use std::collections::{BTreeMap, HashMap, HashSet};
use std::convert::TryFrom;
use std::path::{Path, PathBuf};

use serde::Deserialize;
use thiserror::Error;
use tokio::time::Duration;

use crate::model::{Source, SourceError};

static DEFAULT_INTERVAL_SECS: i64 = 60;
static DEFAULT_OUTPUT_DIR: &str = "/results";
static STAGING_DIR_NAME: &str = ".staging";

#[derive(Error, Debug)]
pub enum ConfigError {
    #[error("unable to read {path}: {source}")]
    Read {
        path: PathBuf,
        source: std::io::Error,
    },
    #[error("unable to parse config: {0}")]
    Parse(#[from] serde_yaml::Error),
    #[error("no discovery sources configured")]
    EmptyDiscovery,
    #[error("interval must be a positive number of seconds, got {0}")]
    InvalidInterval(i64),
    #[error("interval of {0}s is too large")]
    IntervalOutOfRange(u64),
    #[error("staging dir {0} must differ from the output dir")]
    StagingIsOutput(PathBuf),
    #[error(transparent)]
    InvalidSource(#[from] SourceError),
}

#[derive(Debug, Default, Deserialize)]
struct RawConfig {
    interval: Option<i64>,
    output_dir: Option<PathBuf>,
    staging_dir: Option<PathBuf>,
    #[serde(default)]
    configs: Vec<RawGroup>,
}

/// Mirrors a monitoring tool scrape job; only the fields used to locate
/// discovery endpoints are read.
#[derive(Debug, Deserialize)]
struct RawGroup {
    metrics_path: Option<String>,
    #[serde(default)]
    static_configs: Vec<RawStaticConfig>,
}

#[derive(Debug, Deserialize)]
struct RawStaticConfig {
    #[serde(default)]
    targets: Vec<String>,
    #[serde(default)]
    labels: BTreeMap<String, String>,
}

/// Values supplied on the command line or through the environment. They take
/// precedence over the config file.
#[derive(Debug, Default, Clone)]
pub struct Overrides {
    pub interval: Option<u64>,
    pub output_dir: Option<PathBuf>,
    pub staging_dir: Option<PathBuf>,
}

/// Immutable runtime configuration, built once at startup.
#[derive(Debug, Clone)]
pub struct Config {
    pub interval: Duration,
    pub output_dir: PathBuf,
    pub staging_dir: PathBuf,
    pub discovery: Vec<Source>,
}

impl Config {
    pub fn load(path: &Path, overrides: &Overrides) -> Result<Self, ConfigError> {
        let contents = std::fs::read_to_string(path).map_err(|source| ConfigError::Read {
            path: path.to_owned(),
            source,
        })?;
        Self::from_yaml(&contents, overrides)
    }

    pub fn from_yaml(contents: &str, overrides: &Overrides) -> Result<Self, ConfigError> {
        let raw: RawConfig = if contents.trim().is_empty() {
            RawConfig::default()
        } else {
            serde_yaml::from_str(contents)?
        };

        let interval = match overrides.interval {
            Some(secs) => {
                i64::try_from(secs).map_err(|_| ConfigError::IntervalOutOfRange(secs))?
            }
            None => raw.interval.unwrap_or(DEFAULT_INTERVAL_SECS),
        };
        if interval <= 0 {
            return Err(ConfigError::InvalidInterval(interval));
        }

        let output_dir = anchor(
            overrides
                .output_dir
                .clone()
                .or(raw.output_dir)
                .unwrap_or_else(|| PathBuf::from(DEFAULT_OUTPUT_DIR)),
        );

        let staging_dir = match overrides.staging_dir.clone().or(raw.staging_dir) {
            Some(dir) => anchor(dir),
            None => default_staging_dir(&output_dir),
        };
        if staging_dir == output_dir {
            return Err(ConfigError::StagingIsOutput(staging_dir));
        }

        let discovery = extract_sources(raw.configs)?;
        if discovery.is_empty() {
            return Err(ConfigError::EmptyDiscovery);
        }

        Ok(Self {
            interval: Duration::from_secs(interval as u64),
            output_dir,
            staging_dir,
            discovery,
        })
    }

    /// The snapshot file names that are allowed to exist in the output dir.
    pub fn source_files(&self) -> HashSet<&str> {
        self.discovery.iter().map(|s| s.file.as_str()).collect()
    }

    pub async fn create_dirs(&self) -> std::io::Result<()> {
        for dir in &[&self.output_dir, &self.staging_dir] {
            tokio::fs::create_dir_all(dir).await?;
        }
        Ok(())
    }
}

/// Flattens scrape groups into one source per distinct url. The first
/// occurrence of a url keeps its labels.
fn extract_sources(groups: Vec<RawGroup>) -> Result<Vec<Source>, ConfigError> {
    let mut sources: Vec<Source> = Vec::new();
    let mut seen: HashMap<String, usize> = HashMap::new();

    for group in groups {
        let path = group.metrics_path.unwrap_or_default();
        for static_config in group.static_configs {
            for target in static_config.targets {
                let url = format!("{}{}", target, path);
                if let Some(&idx) = seen.get(&url) {
                    if sources[idx].default_labels != static_config.labels {
                        tracing::warn!(
                            "duplicate discovery url {} with differing labels, keeping {:?} and ignoring {:?}",
                            url,
                            sources[idx].default_labels,
                            static_config.labels
                        );
                    }
                    continue;
                }

                let source = Source::new(&url, None, static_config.labels.clone())?;
                seen.insert(url, sources.len());
                sources.push(source);
            }
        }
    }

    let mut files: HashMap<&str, &Source> = HashMap::new();
    for source in &sources {
        if let Some(other) = files.insert(source.file.as_str(), source) {
            tracing::warn!(
                "discovery urls {} and {} both publish to {}",
                other.url,
                source.url,
                source.file
            );
        }
    }

    Ok(sources)
}

fn anchor(path: PathBuf) -> PathBuf {
    if path.is_relative() {
        Path::new("/").join(path)
    } else {
        path
    }
}

/// A hidden subdirectory of the output dir. It shares the output dir's
/// filesystem even when that is a separate mount, so publishing stays a
/// rename. Publishing and pruning only touch regular files, so it is left
/// alone there.
fn default_staging_dir(output_dir: &Path) -> PathBuf {
    output_dir.join(STAGING_DIR_NAME)
}

#[cfg(test)]
mod tests {
    use super::*;

    static VALID_CONFIG: &str = r#"
interval: 120
output_dir: results
configs:
  - job_name: service_discovery
    metrics_path: /api/v1/health/prometheus/service_discovery/
    static_configs:
      - targets:
          - https://dev.url
        labels:
          group: dev
          some_label: some_value
      - targets:
          - https://prod.url
        labels:
          group: prod
      - targets:
          - https://without.label
"#;

    #[test]
    fn extracts_sources_from_scrape_groups() {
        let config = Config::from_yaml(VALID_CONFIG, &Overrides::default()).unwrap();

        assert_eq!(config.output_dir, PathBuf::from("/results"));
        assert_eq!(config.staging_dir, PathBuf::from("/results/.staging"));
        assert_eq!(config.interval, Duration::from_secs(120));
        assert_eq!(config.discovery.len(), 3);

        let by_url: HashMap<String, &Source> = config
            .discovery
            .iter()
            .map(|s| (s.url.to_string(), s))
            .collect();

        let dev = by_url["https://dev.url/api/v1/health/prometheus/service_discovery/"];
        assert_eq!(dev.default_labels.len(), 2);
        assert_eq!(dev.default_labels["group"], "dev");
        assert_eq!(dev.default_labels["some_label"], "some_value");
        assert_eq!(
            dev.file,
            "https_dev_url_api_v1_health_prometheus_service_discovery.json"
        );

        let prod = by_url["https://prod.url/api/v1/health/prometheus/service_discovery/"];
        assert_eq!(prod.default_labels.len(), 1);
        assert_eq!(prod.default_labels["group"], "prod");

        let bare = by_url["https://without.label/api/v1/health/prometheus/service_discovery/"];
        assert!(bare.default_labels.is_empty());
    }

    #[test]
    fn applies_defaults() {
        let config = Config::from_yaml(
            "configs:\n  - static_configs:\n      - targets: [\"http://a.b/sd\"]\n",
            &Overrides::default(),
        )
        .unwrap();

        assert_eq!(config.interval, Duration::from_secs(60));
        assert_eq!(config.output_dir, PathBuf::from("/results"));
        assert_eq!(config.staging_dir, PathBuf::from("/results/.staging"));
        assert_eq!(config.discovery[0].file, "http_a_b_sd.json");
    }

    #[test]
    fn staging_defaults_inside_output_dir() {
        let overrides = Overrides {
            output_dir: Some("/mnt/shared/sd".into()),
            ..Overrides::default()
        };
        let config = Config::from_yaml(VALID_CONFIG, &overrides).unwrap();

        assert_eq!(config.staging_dir, PathBuf::from("/mnt/shared/sd/.staging"));
        assert!(config.staging_dir.starts_with(&config.output_dir));
    }

    #[tokio::test]
    async fn creates_output_and_staging_dirs() {
        let root = tempfile::tempdir().unwrap();
        let overrides = Overrides {
            output_dir: Some(root.path().join("results")),
            ..Overrides::default()
        };
        let config = Config::from_yaml(VALID_CONFIG, &overrides).unwrap();

        config.create_dirs().await.unwrap();
        config.create_dirs().await.unwrap();
        assert!(config.output_dir.is_dir());
        assert!(config.staging_dir.is_dir());
    }

    #[test]
    fn overrides_take_precedence() {
        let overrides = Overrides {
            interval: Some(5),
            output_dir: Some("/srv/sd".into()),
            staging_dir: Some("/srv/staging".into()),
        };
        let config = Config::from_yaml(VALID_CONFIG, &overrides).unwrap();

        assert_eq!(config.interval, Duration::from_secs(5));
        assert_eq!(config.output_dir, PathBuf::from("/srv/sd"));
        assert_eq!(config.staging_dir, PathBuf::from("/srv/staging"));
    }

    #[test]
    fn rejects_empty_discovery() {
        for contents in &[
            "",
            "interval: 10\n",
            "configs: []\n",
            "configs:\n  - static_configs: []\n",
            "configs:\n  - static_configs:\n      - targets: []\n",
        ] {
            assert!(
                matches!(
                    Config::from_yaml(contents, &Overrides::default()),
                    Err(ConfigError::EmptyDiscovery)
                ),
                "{:?} should be rejected",
                contents
            );
        }
    }

    #[test]
    fn rejects_invalid_values() {
        let huge = Overrides {
            interval: Some(u64::MAX),
            ..Overrides::default()
        };
        assert!(matches!(
            Config::from_yaml(VALID_CONFIG, &huge),
            Err(ConfigError::IntervalOutOfRange(secs)) if secs == u64::MAX
        ));
        assert!(matches!(
            Config::from_yaml(
                "configs:\n  - static_configs:\n      - targets: [\"not a url\"]\n",
                &Overrides::default()
            ),
            Err(ConfigError::InvalidSource(_))
        ));
        assert!(matches!(
            Config::from_yaml(
                "interval: 0\nconfigs:\n  - static_configs:\n      - targets: [\"http://a.b\"]\n",
                &Overrides::default()
            ),
            Err(ConfigError::InvalidInterval(0))
        ));
        assert!(matches!(
            Config::from_yaml("interval: soon\n", &Overrides::default()),
            Err(ConfigError::Parse(_))
        ));
        assert!(matches!(
            Config::from_yaml(
                "output_dir: /a\nstaging_dir: /a\nconfigs:\n  - static_configs:\n      - targets: [\"http://a.b\"]\n",
                &Overrides::default()
            ),
            Err(ConfigError::StagingIsOutput(_))
        ));
    }

    #[test]
    fn duplicate_urls_keep_first_labels() {
        let config = Config::from_yaml(
            r#"
configs:
  - static_configs:
      - targets: ["http://a.b/sd"]
        labels: {group: first}
  - static_configs:
      - targets: ["http://a.b/sd", "http://c.d/sd"]
        labels: {group: second}
"#,
            &Overrides::default(),
        )
        .unwrap();

        assert_eq!(config.discovery.len(), 2);
        assert_eq!(config.discovery[0].default_labels["group"], "first");
        assert_eq!(config.discovery[1].default_labels["group"], "second");
        assert_eq!(
            config.source_files(),
            vec!["http_a_b_sd.json", "http_c_d_sd.json"]
                .into_iter()
                .collect::<HashSet<_>>()
        );
    }

    #[test]
    fn load_reports_missing_file() {
        let err = Config::load(Path::new("/nonexistent/sd.yml"), &Overrides::default())
            .unwrap_err();
        assert!(matches!(err, ConfigError::Read { .. }));
    }
}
---
Exercise description> Show every line from the entries that includes the word "root".

Task output>
        let root = tempfile::tempdir().unwrap();
            output_dir: Some(root.path().join("results")),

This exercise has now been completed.